Dopo la puntuale introduzione di Gabriella De Intinis (curatrice dell’intero volume) e a partire dal primo fondamentale articolo di Anna Ferruta, risulta sempre più evidente come la partecipazione della psicoanalisi, sia come modello teorico di riferimento sia come strategia terapeutica, ha contribuito ad accrescere le potenzialità di cura delle istituzioni soprattutto quando si è intuito che il dispositivo analizzante poteva essere concepito e adattato anche in funzione delle diverse e atipiche situazioni cliniche che ci si trovava di fronte. La realtà, già presente intorno ai diversi progetti terapeutici, è stata così spesso intesa non solo come una successione di avvenimenti reali ma, anche e soprattutto, come un’occasione favorevole all’avvicinamento ad avvenimenti psichici che potevano essere condivisi mentalmente con i pazienti stessi.
Buona parte dell’esperienza soggettiva del funzionamento mentale dei pazienti è passata poi per il ‘non verbale’ e ha attraversato certe modalità di agire, di comportarsi e di interagire, permettendo un autentico avvicinamento a dimensioni psichiche interne, inizialmente non simbolizzabili né per il paziente stesso né tantomeno per gli stessi terapeuti.
Molti degli articoli proposti nel Quaderno, permettono così di evidenziare come il riflettere analiticamente sulle comunicazioni nascoste o prive di rappresentazione mentale del paziente e sulla responsabilità della soggettività e autoreferenzialità dei curanti, si è rivelato nel tempo un utilissimo strumento per evitare una particolare collusione tra l’immensità delle problematiche dei pazienti, i desideri delle famiglie per ipotetiche soluzioni ideali e le fantasie oscillanti tra impotenza e onnipotenza dei terapeuti, mantenendo a livello di qualsiasi servizio descritto, le possibilità di mettere in rapporto ‘il pensare con l’agire’.
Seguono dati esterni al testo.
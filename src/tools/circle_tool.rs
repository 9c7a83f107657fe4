//! Circle tool: two-click center / radius construction.

use super::{PointerButton, Tool, ToolContext, ToolStyle};
use crate::navigator::Navigator;
use crate::render::DrawCommand;
use crate::shapes::{Circle, Shape};
use kurbo::Point;

#[derive(Debug, Clone, Copy, PartialEq, Default)]
pub(crate) enum CircleToolState {
    #[default]
    Idle,
    /// Center placed; the radius follows the pointer until the next left
    /// click commits.
    CenterPlaced { center: Point, radius: f64 },
}

/// Builds circles from two clicks: center, then a point on the perimeter.
/// A non-left click cancels.
#[derive(Debug, Clone, Default)]
pub struct CircleTool {
    pub(crate) state: CircleToolState,
}

impl CircleTool {
    pub fn new() -> Self {
        Self::default()
    }

    pub fn is_idle(&self) -> bool {
        self.state == CircleToolState::Idle
    }
}

impl Tool for CircleTool {
    fn on_space_clicked(&mut self, ctx: &mut ToolContext<'_>, button: PointerButton, screen_pos: Point) {
        if button != PointerButton::Left {
            self.state = CircleToolState::Idle;
            return;
        }

        let pos = ctx.resolve(screen_pos);
        self.state = match self.state {
            CircleToolState::Idle => CircleToolState::CenterPlaced {
                center: pos,
                radius: 0.0,
            },
            CircleToolState::CenterPlaced { center, .. } => {
                let mut circle = Circle::new(center, (pos - center).hypot());
                circle.color = ctx.style.color;
                circle.thickness = ctx.style.thickness;
                ctx.layer.add_shape(Shape::Circle(circle));
                CircleToolState::Idle
            }
        };
    }

    fn on_mouse_hovered(&mut self, ctx: &mut ToolContext<'_>, screen_pos: Point) {
        if let CircleToolState::CenterPlaced { center, radius } = &mut self.state {
            *radius = (ctx.resolve(screen_pos) - *center).hypot();
        }
    }

    fn on_tool_changed(&mut self) {
        self.state = CircleToolState::Idle;
    }

    fn cancel_shape(&mut self) {
        self.state = CircleToolState::Idle;
    }

    fn step_back(&mut self) -> bool {
        match self.state {
            CircleToolState::Idle => false,
            CircleToolState::CenterPlaced { .. } => {
                self.state = CircleToolState::Idle;
                true
            }
        }
    }

    fn render_preview(&self, navigator: &Navigator, style: &ToolStyle) -> Vec<DrawCommand> {
        match self.state {
            CircleToolState::Idle => Vec::new(),
            CircleToolState::CenterPlaced { center, radius } => vec![DrawCommand::Circle {
                center: navigator.workspace_to_screen(center),
                radius: navigator.workspace_to_screen_distance(radius),
                thickness: navigator.workspace_to_screen_distance(style.thickness),
                color: style.color,
            }],
        }
    }
}
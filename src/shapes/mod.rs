//! Shape definitions for the drawing engine.

mod arc;
mod circle;
mod line;

pub use arc::Arc;
pub use circle::Circle;
pub use line::Line;

use crate::navigator::Navigator;
use kurbo::{Point, Rect, Vec2};
use serde::{Deserialize, Serialize};
use std::sync::atomic::{AtomicU64, Ordering};

/// Unique identifier for shapes.
///
/// The document format only requires uniqueness within the owning layer;
/// the allocator hands out process-wide unique values, which trivially
/// satisfies that.
pub type ShapeId = u64;

static NEXT_SHAPE_ID: AtomicU64 = AtomicU64::new(1);

/// Allocate a fresh shape id.
pub(crate) fn next_shape_id() -> ShapeId {
    NEXT_SHAPE_ID.fetch_add(1, Ordering::Relaxed)
}

/// Move the id allocator past `max_seen`, so shapes loaded from a document
/// never collide with freshly created ones.
pub(crate) fn reserve_shape_ids(max_seen: ShapeId) {
    NEXT_SHAPE_ID.fetch_max(max_seen.saturating_add(1), Ordering::Relaxed);
}

/// Stroke color (RGBA8), serialized as `[r, g, b, a]`.
///
/// Documents may carry channels as integers or floats; decode accepts both,
/// validates the 0-255 range, and rounds to 8 bits.
#[derive(Debug, Clone, Copy, PartialEq, Eq, Serialize, Deserialize)]
#[serde(try_from = "[f64; 4]", into = "[u8; 4]")]
pub struct Color {
    pub r: u8,
    pub g: u8,
    pub b: u8,
    pub a: u8,
}

impl Color {
    pub fn new(r: u8, g: u8, b: u8, a: u8) -> Self {
        Self { r, g, b, a }
    }

    pub fn black() -> Self {
        Self::new(0, 0, 0, 255)
    }

    pub fn white() -> Self {
        Self::new(255, 255, 255, 255)
    }
}

impl TryFrom<[f64; 4]> for Color {
    type Error = String;

    fn try_from(channels: [f64; 4]) -> Result<Self, Self::Error> {
        for c in channels {
            // The range check also rejects NaN.
            if !(0.0..=255.0).contains(&c) {
                return Err(format!("color channel {c} outside [0, 255]"));
            }
        }
        let [r, g, b, a] = channels.map(|c| c.round() as u8);
        Ok(Self { r, g, b, a })
    }
}

impl From<Color> for [u8; 4] {
    fn from(c: Color) -> Self {
        [c.r, c.g, c.b, c.a]
    }
}

/// Serde adapter that writes a [`Point`] as a two-element `[x, y]` array.
pub(crate) mod point_array {
    use kurbo::Point;
    use serde::{Deserialize, Deserializer, Serialize, Serializer};

    pub fn serialize<S: Serializer>(p: &Point, serializer: S) -> Result<S::Ok, S::Error> {
        (p.x, p.y).serialize(serializer)
    }

    pub fn deserialize<'de, D: Deserializer<'de>>(deserializer: D) -> Result<Point, D::Error> {
        let (x, y) = <(f64, f64)>::deserialize(deserializer)?;
        Ok(Point::new(x, y))
    }
}

/// Distance from a point to a line segment (a→b).
pub fn point_to_segment_dist(point: Point, a: Point, b: Point) -> f64 {
    let seg = b - a;
    let pv = point - a;
    let len_sq = seg.hypot2();
    if len_sq < f64::EPSILON {
        return pv.hypot();
    }
    let t = (pv.dot(seg) / len_sq).clamp(0.0, 1.0);
    let proj = a + t * seg;
    (point - proj).hypot()
}

/// Direction angle of a vector in degrees, normalized to `[0, 360)`.
///
/// Measured counter-clockwise from the +X axis in the screen-style Y-down
/// convention: `(1, 0)` is 0°, `(0, 1)` is 90°, `(0, -1)` is 270°.
/// A zero-length vector yields 0.
pub fn vector_angle(v: Vec2) -> f64 {
    let len = v.hypot();
    if len < f64::EPSILON {
        return 0.0;
    }
    let deg = (v.x / len).clamp(-1.0, 1.0).acos().to_degrees();
    // For a tiny negative y the acos term rounds to 0 and 360 - 0 would
    // land exactly on the excluded upper bound; fold it back to 0.
    if v.y >= 0.0 { deg } else { (360.0 - deg) % 360.0 }
}

/// A geometric primitive, tagged for serialization.
///
/// Every variant supports the same geometric operations: bounding box,
/// hit distance, anchor containment, translation, duplication, and a strict
/// JSON encoding discriminated by `"type"`.
#[derive(Debug, Clone, PartialEq, Serialize, Deserialize)]
#[serde(tag = "type", rename_all = "lowercase")]
pub enum Shape {
    Line(Line),
    Circle(Circle),
    Arc(Arc),
}

impl Shape {
    pub fn id(&self) -> ShapeId {
        match self {
            Shape::Line(s) => s.id,
            Shape::Circle(s) => s.id,
            Shape::Arc(s) => s.id,
        }
    }

    pub fn color(&self) -> Color {
        match self {
            Shape::Line(s) => s.color,
            Shape::Circle(s) => s.color,
            Shape::Arc(s) => s.color,
        }
    }

    pub fn thickness(&self) -> f64 {
        match self {
            Shape::Line(s) => s.thickness,
            Shape::Circle(s) => s.thickness,
            Shape::Arc(s) => s.thickness,
        }
    }

    /// Axis-aligned bounding box in workspace coordinates, expanded by half
    /// the stroke thickness on every side.
    pub fn bounding_box(&self) -> Rect {
        match self {
            Shape::Line(s) => s.bounding_box(),
            Shape::Circle(s) => s.bounding_box(),
            Shape::Arc(s) => s.bounding_box(),
        }
    }

    /// Distance from a workspace point to the shape's stroke, used for
    /// hover/click picking. Always finite, even for degenerate geometry.
    pub fn hit_distance(&self, point: Point) -> f64 {
        match self {
            Shape::Line(s) => s.hit_distance(point),
            Shape::Circle(s) => s.hit_distance(point),
            Shape::Arc(s) => s.hit_distance(point),
        }
    }

    /// Anchor test for rectangular drag selection: true when the shape's
    /// defining point(s) fall inside `rect`. This is not a geometric
    /// overlap test.
    pub fn anchors_in_rect(&self, rect: Rect) -> bool {
        match self {
            Shape::Line(s) => rect.contains(s.p1) || rect.contains(s.p2),
            Shape::Circle(s) => rect.contains(s.center),
            Shape::Arc(s) => rect.contains(s.center),
        }
    }

    /// Translate all defining points by `delta`.
    pub fn translate(&mut self, delta: Vec2) {
        match self {
            Shape::Line(s) => s.translate(delta),
            Shape::Circle(s) => s.translate(delta),
            Shape::Arc(s) => s.translate(delta),
        }
    }

    pub fn move_left(&mut self, amount: f64) {
        self.translate(Vec2::new(-amount, 0.0));
    }

    pub fn move_right(&mut self, amount: f64) {
        self.translate(Vec2::new(amount, 0.0));
    }

    pub fn move_up(&mut self, amount: f64) {
        self.translate(Vec2::new(0.0, -amount));
    }

    pub fn move_down(&mut self, amount: f64) {
        self.translate(Vec2::new(0.0, amount));
    }

    /// Clone the shape under a freshly allocated id.
    pub fn duplicate(&self) -> Shape {
        let mut copy = self.clone();
        copy.set_id(next_shape_id());
        copy
    }

    fn set_id(&mut self, id: ShapeId) {
        match self {
            Shape::Line(s) => s.id = id,
            Shape::Circle(s) => s.id = id,
            Shape::Arc(s) => s.id = id,
        }
    }

    /// Viewport culling: false only when the screen-space bounding box lies
    /// entirely outside the viewport on one axis. Partial overlap renders.
    pub fn should_be_rendered(&self, navigator: &Navigator) -> bool {
        let bounds = self.bounding_box();
        let min = navigator.workspace_to_screen(Point::new(bounds.x0, bounds.y0));
        let max = navigator.workspace_to_screen(Point::new(bounds.x1, bounds.y1));
        let viewport = navigator.viewport;
        !(max.x < 0.0 || min.x > viewport.width || max.y < 0.0 || min.y > viewport.height)
    }
}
Sviluppare una specifica posizione riguardo alle azioni svolte nelle istituzioni pubbliche, per molti psicoanalisti ha significato allora provare a monitorare una particolare responsabilità attiva che mantenesse una sufficiente preoccupazione positiva verso i loro interlocutori, nonostante la gravità e a volte la violenza delle dinamiche istituzionali, non solo in base a una teoria che la potesse prevedere, ma soprattutto attraverso un possibile modello di intervento terapeutico che lo potesse consentire.
Emerge così dall’insieme di questi articoli, una particolare posizione che riconosce la sostanziale reciprocità (malgrado le apparenze), tra il contesto istituzionale e quello analitico in senso stretto, soprattutto quando si comincia a porre al centro delle considerazioni la funzione dell’analista in rapporto ai bisogni del paziente e ai diversi modi (non solo verbali) di rappresentare il trauma pregresso, che ora si ripresenta in loro presenza e per la loro presenza.
E se nel caso della posizione solo interpretativa c’è un analista distinto da un oggetto analitico che è il paziente, nell’altra posizione, che potremmo chiamare intersoggettiva, c’è un analista che fa un’operazione su di sé, il cui esito positivo può diventare solo la trasformazione del proprio oggetto analitico in funzione di ciò che sta trattando.